Workers leaving the Amoskeag main gate

The Lego Millyard Project portrays the year 1900, complete with buildings, bridges and canals that no longer exist.  The mini Manchester also has over 8,000 mini figures, all in appropriate costume representing millworkers, towns people, construction crews, pedestrians and other characters. If you look carefully you will see many little stories being played out in the scene.  I found robbers breaking into a bank, a politician paying off two cops in an alleyway, a mill worker with a broom chasing a rat in the weaving room, and a barbershop quartet.  If you go to visit, tell me what other little jokes and stories you see in the Lego Millyard.

Manchester City Hall

I was told that if all the Lego bricks in this project were lined up, they would reach from Manchester to Boston and all the way back!  That is a distance of about 55 miles each way.

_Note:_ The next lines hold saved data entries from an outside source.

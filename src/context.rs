// Copyright (C) 2017 Jesse Jones
//
// This program is free software; you can redistribute it and/or modify
// it under the terms of the GNU General Public License as published by
// the Free Software Foundation; either version 3, or (at your option)
// any later version.
//
// This program is distributed in the hope that it will be useful,
// but WITHOUT ANY WARRANTY; without even the implied warranty of
// MERCHANTABILITY or FITNESS FOR A PARTICULAR PURPOSE.  See the
// GNU General Public License for more details.
//
// You should have received a copy of the GNU General Public License
// along with this program; if not, write to the Free Software Foundation,
// Inc., 51 Franklin Street, Fifth Floor, Boston, MA 02110-1301, USA.
use crate::error::*;
use crate::logging::*;
use crate::process::*;
use crate::resource::*;
use crate::signal::*;
use crate::simulation::*;
use crate::specs::*;
use crate::strategy::*;
use rand_xorshift::XorShiftRng;

/// Encapsulates information related to the process currently being executed.
pub struct Context<'a>
{
	sim: &'a mut Simulation,
	id: ProcessId,
}

impl<'a> Context<'a>
{
	pub(crate) fn new(sim: &'a mut Simulation, id: ProcessId) -> Context<'a>
	{
		Context {sim, id}
	}

	/// The process being executed.
	pub fn id(&self) -> ProcessId
	{
		self.id
	}

	pub fn name(&self) -> &str
	{
		&self.sim.processes[self.id.0].name
	}

	pub fn now(&self) -> f64
	{
		self.sim.now()
	}

	pub fn point(&self) -> SimulatedPoint
	{
		self.sim.point()
	}

	pub fn specs(&self) -> &Specs
	{
		self.sim.specs()
	}

	/// The run's generator. Use this for anything random so that seeded
	/// runs are reproducible.
	pub fn rng(&mut self) -> &mut XorShiftRng
	{
		self.sim.rng()
	}

	/// Escape hatch for things without a Context wrapper.
	pub fn simulation(&mut self) -> &mut Simulation
	{
		self.sim
	}

	pub fn spawn<A>(&mut self, name: &str, activity: A) -> SimResult<ProcessId>
		where A: Activity + 'static
	{
		self.sim.spawn(name, activity)
	}

	pub fn spawn_fn<F>(&mut self, name: &str, activity: F) -> SimResult<ProcessId>
		where F: FnMut(&mut Context, Wake) -> SimResult<Suspend> + 'static
	{
		self.sim.spawn_fn(name, activity)
	}

	pub fn cancel(&mut self, id: ProcessId) -> SimResult<()>
	{
		self.sim.cancel(id)
	}

	pub fn reactivate(&mut self, id: ProcessId) -> SimResult<()>
	{
		self.sim.reactivate(id)
	}

	pub fn process_state(&self, id: ProcessId) -> SimResult<ProcessState>
	{
		self.sim.process_state(id)
	}

	pub fn trigger(&mut self, signal: SignalId, payload: Payload) -> SimResult<usize>
	{
		self.sim.trigger(signal, payload)
	}

	/// Gives back units this process was granted.
	pub fn release(&mut self, resource: ResourceId, amount: usize) -> SimResult<()>
	{
		self.sim.release_by(Some(self.id), resource, amount)
	}

	/// Grabs units without suspending. Returns false if they aren't available.
	pub fn try_request(&mut self, resource: ResourceId, amount: usize, priority: Priority) -> SimResult<bool>
	{
		self.sim.admit(Some(self.id), resource, amount, priority)
	}

	pub fn resource(&self, resource: ResourceId) -> SimResult<ResourceView>
	{
		self.sim.resource(resource)
	}

	pub fn schedule<F>(&mut self, time: f64, callback: F) -> SimResult<u64>
		where F: FnOnce(&mut Simulation, &SimulatedPoint) -> SimResult<()> + 'static
	{
		self.sim.schedule(time, callback)
	}

	pub fn schedule_after<F>(&mut self, delay: f64, callback: F) -> SimResult<u64>
		where F: FnOnce(&mut Simulation, &SimulatedPoint) -> SimResult<()> + 'static
	{
		self.sim.schedule_after(delay, callback)
	}

	/// Error for the running process, e.g. `return Err(ctx.fault("out of parts"))`.
	pub fn fault(&self, message: &str) -> Fault
	{
		Fault::Model {process: self.name().to_string(), message: message.to_string()}
	}

	/// Normally the log_info! style macros are used instead of this.
	pub fn log(&self, level: LogLevel, message: &str)
	{
		self.sim.log(level, self.name(), message);
	}

	pub fn log_error(&self, message: &str)
	{
		self.log(LogLevel::Error, message);
	}

	pub fn log_warning(&self, message: &str)
	{
		self.log(LogLevel::Warning, message);
	}

	pub fn log_info(&self, message: &str)
	{
		self.log(LogLevel::Info, message);
	}

	pub fn log_debug(&self, message: &str)
	{
		self.log(LogLevel::Debug, message);
	}

	pub fn log_excessive(&self, message: &str)
	{
		self.log(LogLevel::Excessive, message);
	}
}

#[cfg(test)]
mod tests
{
	use super::*;
	use crate::config::*;
	use crate::strategy::*;
	use std::cell::RefCell;
	use std::rc::Rc;

	#[test]
	fn context_knows_the_running_process()
	{
		let mut config = Config::new();
		config.log_level = LogLevel::Error;
		let mut sim = Simulation::new(Specs::new(0.0, 10.0, 1.0).with_seed(3), config).unwrap();
		let seen = Rc::new(RefCell::new(Vec::new()));

		let s = seen.clone();
		let id = sim.spawn_fn("inspector", move |ctx, _| {
			s.borrow_mut().push((ctx.id(), ctx.name().to_string(), ctx.point().phase));
			let current = ctx.simulation().current_process();
			assert_eq!(current, Some(ctx.id()));
			log_debug!(ctx, "inspected at {}", ctx.now());
			Ok(Suspend::Finish)
		}).unwrap();
		sim.run().unwrap();

		assert_eq!(*seen.borrow(), vec![(id, "inspector".to_string(), -1)]);
		assert_eq!(sim.current_process(), None);
	}

	#[test]
	fn try_request_and_release()
	{
		let mut config = Config::new();
		config.log_level = LogLevel::Error;
		let mut sim = Simulation::new(Specs::new(0.0, 10.0, 1.0).with_seed(3), config).unwrap();
		let pumps = sim.new_resource("pumps", Strategy::Fcfs, 2, 2).unwrap();
		let results = Rc::new(RefCell::new(Vec::new()));

		let r = results.clone();
		sim.spawn_fn("car", move |ctx, _| {
			r.borrow_mut().push(ctx.try_request(pumps, 2, 0)?);
			r.borrow_mut().push(ctx.try_request(pumps, 1, 0)?);
			assert_eq!(ctx.resource(pumps)?.available, 0);
			ctx.release(pumps, 2)?;
			Ok(Suspend::Finish)
		}).unwrap();
		sim.run().unwrap();

		assert_eq!(*results.borrow(), vec![true, false]);
		assert_eq!(sim.resource(pumps).unwrap().available, 2);
	}
}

This historic bridge must have taken a lot of engineering to replicate in Lego bricks!
At its peak the Amoskeag Millyard in Manchester employed over 17,000 people and was the largest millyard in the world.  The millyard started in 1826 with the Bell Mill producing textiles, and was expanded with more manufacturing, boarding houses, stores and canals.  The Merrimack River supplied the power for everything, as trains brought in the raw cotton and wool and left with finished cloth and textiles.  The water power ran the looms, foundries and machine shops. On Christmas Eve 1935 the Amoskeag Manufacturing company declared bankruptcy and closed its doors, plunging the city into the darkest days of the depression.

Rows of boarding houses behind the manufacturing mills

Today the millyard is used by local businesses, universities, radio and television stations, restaurants, offices and even luxury condominiums and apartments. One of the entrepreneurs who based his business here was Dean Kamen.  The SEE museum was founded by Kamen, and his additional connections with the FIRST (For Inspiration and Recognition of Science and Technology) organization, the Lego company and with hundreds of volunteers led to the creation of the Lego Millyard Project.  You may know Dean Kamen as the inventor of the Segway, and the creator of many medical devices and water purification units that have changed the lives of people around the world.


These coalyards, smokestacks and train station are no longer standing in Manchester. 

Pine Island Park is no longer an amusement park on the trolley line,
but it exists today as city parkland on the banks of the Merrimack River.
Tiny Lego millworkers and their families enjoy the parks
and open air markets in this miniature version of Manchester. 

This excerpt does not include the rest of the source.